Earnings per share stood at $0.35. Nonetheless, the Trondheim, Norway-based firm stated it continues to place dividends “on maintain” because it stays “in a interval of comparatively excessive spending on value-accretive natural investments”. Dividends haven’t been paid since 2024.
In assurance to shareholders, Oslo-listed OKEA stated, “The upper market costs mixed with good progress on the Bestla challenge, and shutting of the Mistral divestment are positives within the firm’s dividend assessments. The corporate will revert with a dividend plan when it considers to be able to distribute”.
OKEA, which produces from mid- and late-life fields within the Nordic nation’s continental shelf, produced 34,888 barrels of oil equal a day (boed) within the January-March 2026 quarter. That elevated from the typical of 30,848 boed within the prior three months and 34,233 boed from Q1 2025, in addition to exceeded final yr’s common of 32,098 boed.
“The rise in manufacturing was primarily a results of start-up of the Talisker East properly at Brage in January”, OKEA stated. “As well as, Draugen and Statfjord each delivered elevated manufacturing on account of excessive manufacturing effectivity”.
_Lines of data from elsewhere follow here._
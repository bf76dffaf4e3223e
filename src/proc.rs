use std::collections::BTreeMap;
use std::os::unix::ffi::OsStrExt;
use std::os::unix::process::ExitStatusExt;
use std::process::ExitStatus;
use std::{env, ffi, fmt};

use libc;
use signal_hook::low_level::signal_name;

use log::{debug, warn};

use super::err::{Error, Result};

/// Managed (child) process
#[derive(Debug)]
pub struct Proc {
    pid: libc::pid_t,
    status: Option<ExitStatus>,
}

impl Proc {
    pub fn manage(pid: libc::pid_t) -> Proc {
        assert!(pid > 0);
        Proc { pid, status: None }
    }

    pub fn id(&self) -> libc::pid_t {
        self.pid
    }

    /// Send signal to process
    pub fn signal(&self, sig: libc::c_int) -> Result<()> {
        if self.status.is_none() {
            debug!("signal PID {} with {}", self.pid, signame(sig));
            unsafe {
                if 0 != libc::kill(self.pid, sig) {
                    return Err(Error::last_os_error(format!(
                        "Unable to signal {} with {}",
                        self.pid, sig
                    )));
                }
            }
        }
        Ok(())
    }

    /// Send SIGKILL to process
    pub fn kill(&self) -> Result<()> {
        self.signal(libc::SIGKILL)
    }

    /// Reap if already exited, without blocking
    pub fn try_wait(&mut self) -> Result<Option<ExitStatus>> {
        if let Some(sts) = self.status {
            return Ok(Some(sts));
        }
        match trywaitpid(self.pid)? {
            TryWait::Busy => Ok(None),
            TryWait::Done(_child, sts) => {
                self.status = Some(sts);
                Ok(Some(sts))
            }
        }
    }

    /// Block current process until child exits.
    pub fn wait(&mut self) -> Result<ExitStatus> {
        if let Some(sts) = self.status {
            return Ok(sts);
        }
        let mut raw = 0;
        loop {
            let ret = unsafe { libc::waitpid(self.pid, &mut raw, 0) };
            if ret == self.pid {
                break;
            }
            let err = std::io::Error::last_os_error();
            if err.raw_os_error() != Some(libc::EINTR) {
                return Err(Error::os(format!("waitpid({})", self.pid), err));
            }
        }
        let sts = ExitStatus::from_raw(raw);
        debug!("wait() -> {}", sts);
        self.status = Some(sts);
        Ok(sts)
    }
}

impl Drop for Proc {
    fn drop(&mut self) {
        // never leave an unreaped child running behind us
        if self.status.is_none() {
            if let Err(err) = self.kill() {
                warn!("unable to kill managed PID {} : {}", self.pid, err);
            }
        }
    }
}

impl fmt::Display for Proc {
    fn fmt(&self, f: &mut fmt::Formatter<'_>) -> fmt::Result {
        match self.status {
            Some(sts) => write!(f, "PID {} Exit with {}", self.pid, sts),
            None => write!(f, "PID {}", self.pid),
        }
    }
}

/// Printable name for a signal number. eg. "SIGKILL"
pub fn signame(sig: libc::c_int) -> String {
    signal_name(sig)
        .map(str::to_string)
        .unwrap_or_else(|| format!("signal {}", sig))
}

pub enum TryWait {
    Busy,
    Done(libc::pid_t, ExitStatus),
}

/// Wraps waitpid()
pub fn trywaitpid(pid: libc::pid_t) -> Result<TryWait> {
    let mut sts = 0;
    unsafe {
        let ret = libc::waitpid(pid, &mut sts, libc::WNOHANG);
        if ret == -1 {
            Err(Error::last_os_error(format!("waitpid({})", pid)))
        } else if ret == 0 {
            Ok(TryWait::Busy)
        } else {
            Ok(TryWait::Done(ret, ExitStatus::from_raw(sts)))
        }
    }
}

pub struct Exec {
    cmd: ffi::CString,
    args: Vec<ffi::CString>,
    env: BTreeMap<ffi::OsString, ffi::CString>,
}

/// "NAME=value", as bytes since either may not be UTF-8
fn env_entry(name: &ffi::OsStr, value: &ffi::OsStr) -> Result<ffi::CString> {
    let mut entry = name.as_bytes().to_vec();
    entry.push(b'=');
    entry.extend_from_slice(value.as_bytes());
    Ok(ffi::CString::new(entry)?)
}

impl Exec {
    pub fn new<T: AsRef<str>>(cmd: T) -> Result<Exec> {
        let mut es = BTreeMap::new();

        // initially populate with process environment
        for (k, v) in env::vars_os() {
            let entry = env_entry(&k, &v)?;
            es.insert(k, entry);
        }

        Ok(Exec {
            cmd: ffi::CString::new(cmd.as_ref())?,
            args: vec![],
            env: es,
        })
    }

    pub fn args<I>(&mut self, args: I) -> Result<&mut Self>
    where
        I: IntoIterator,
        I::Item: AsRef<str>,
    {
        for s in args.into_iter() {
            self.args.push(ffi::CString::new(s.as_ref())?);
        }
        Ok(self)
    }

    pub fn env<N, V>(&mut self, name: N, value: V) -> Result<&mut Self>
    where
        N: AsRef<str>,
        V: AsRef<str>,
    {
        let name = ffi::OsStr::new(name.as_ref());
        let entry = env_entry(name, ffi::OsStr::new(value.as_ref()))?;
        self.env.insert(name.to_os_string(), entry);
        Ok(self)
    }

    /// Replace the current process image.  Only returns on error.
    pub fn exec(&self) -> Error {
        let cmd = self.cmd.as_ptr();
        let mut args: Vec<*const libc::c_char> = self.args.iter().map(|s| s.as_ptr()).collect();
        let mut env: Vec<*const libc::c_char> = self.env.values().map(|v| v.as_ptr()).collect();
        // arrays must be null terminated
        args.push(::std::ptr::null());
        env.push(::std::ptr::null());

        unsafe {
            libc::execvpe(cmd, args.as_ptr(), env.as_ptr());
        }
        Error::last_os_error(format!("exec cmd={:?} args={:?}", self.cmd, self.args))
    }
}

pub enum Fork {
    Parent(Proc),
    Child,
}

/// Wraps fork().  The child must not return past its caller.
pub fn fork() -> Result<Fork> {
    let ret = unsafe { libc::fork() };
    if ret < 0 {
        Err(Error::last_os_error("fork"))
    } else if ret == 0 {
        Ok(Fork::Child)
    } else {
        Ok(Fork::Parent(Proc::manage(ret)))
    }
}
Internet gross sales averaged 39,138 boed, up each sequentially and by prior-year comparability. 2025 gross sales averaged 32,146.
OKEA’s realized crude costs elevated each quarter-on-quarter and year-on-year to a mean of $79.5 per boe. Realized pure gasoline liquids costs rose quarter-on-quarter however slid year-on-year to $46.4 per boe; realized gasoline costs, which averaged $76.5 per boe, adopted the identical development.
Manufacturing bills dropped quarter-on-quarter however rose year-on-year to $26.7 per boe.
Gross sales income totaled $264 million, contributing to $239 million in working revenue. Working revenue rose quarter-on-quarter however fell year-on-year.
“Different working earnings arrived at a internet lack of $25 million, primarily pushed by an unrealized hedging loss referring to collar hedges on crude, of $29 million”, OKEA stated.
Whereas the elevated value setting led to by the struggle within the Center East resulted within the highest value realizations for OKEA since early final yr, elevated ahead costs resulted within the hedging loss.
OKEA maintained, “The [derivatives] program continues to supply draw back safety for future revenues with sure limits on upsides”.
Pre-income tax revenue totaled $230 million. The corresponding end result for This autumn 2025 was a lack of $60 million, whereas the determine for Q1 2025 was $122 million.
Internet money circulation from operations rose quarter-on-quarter however fell year-on-year to $70 million.
OKEA exited Q1 2026 with $210 million in money and money equivalents. Different present property stood at $369 million.
It owed $70 million in earnings tax payable on the finish of the interval. Different present liabilities totaled $344 million.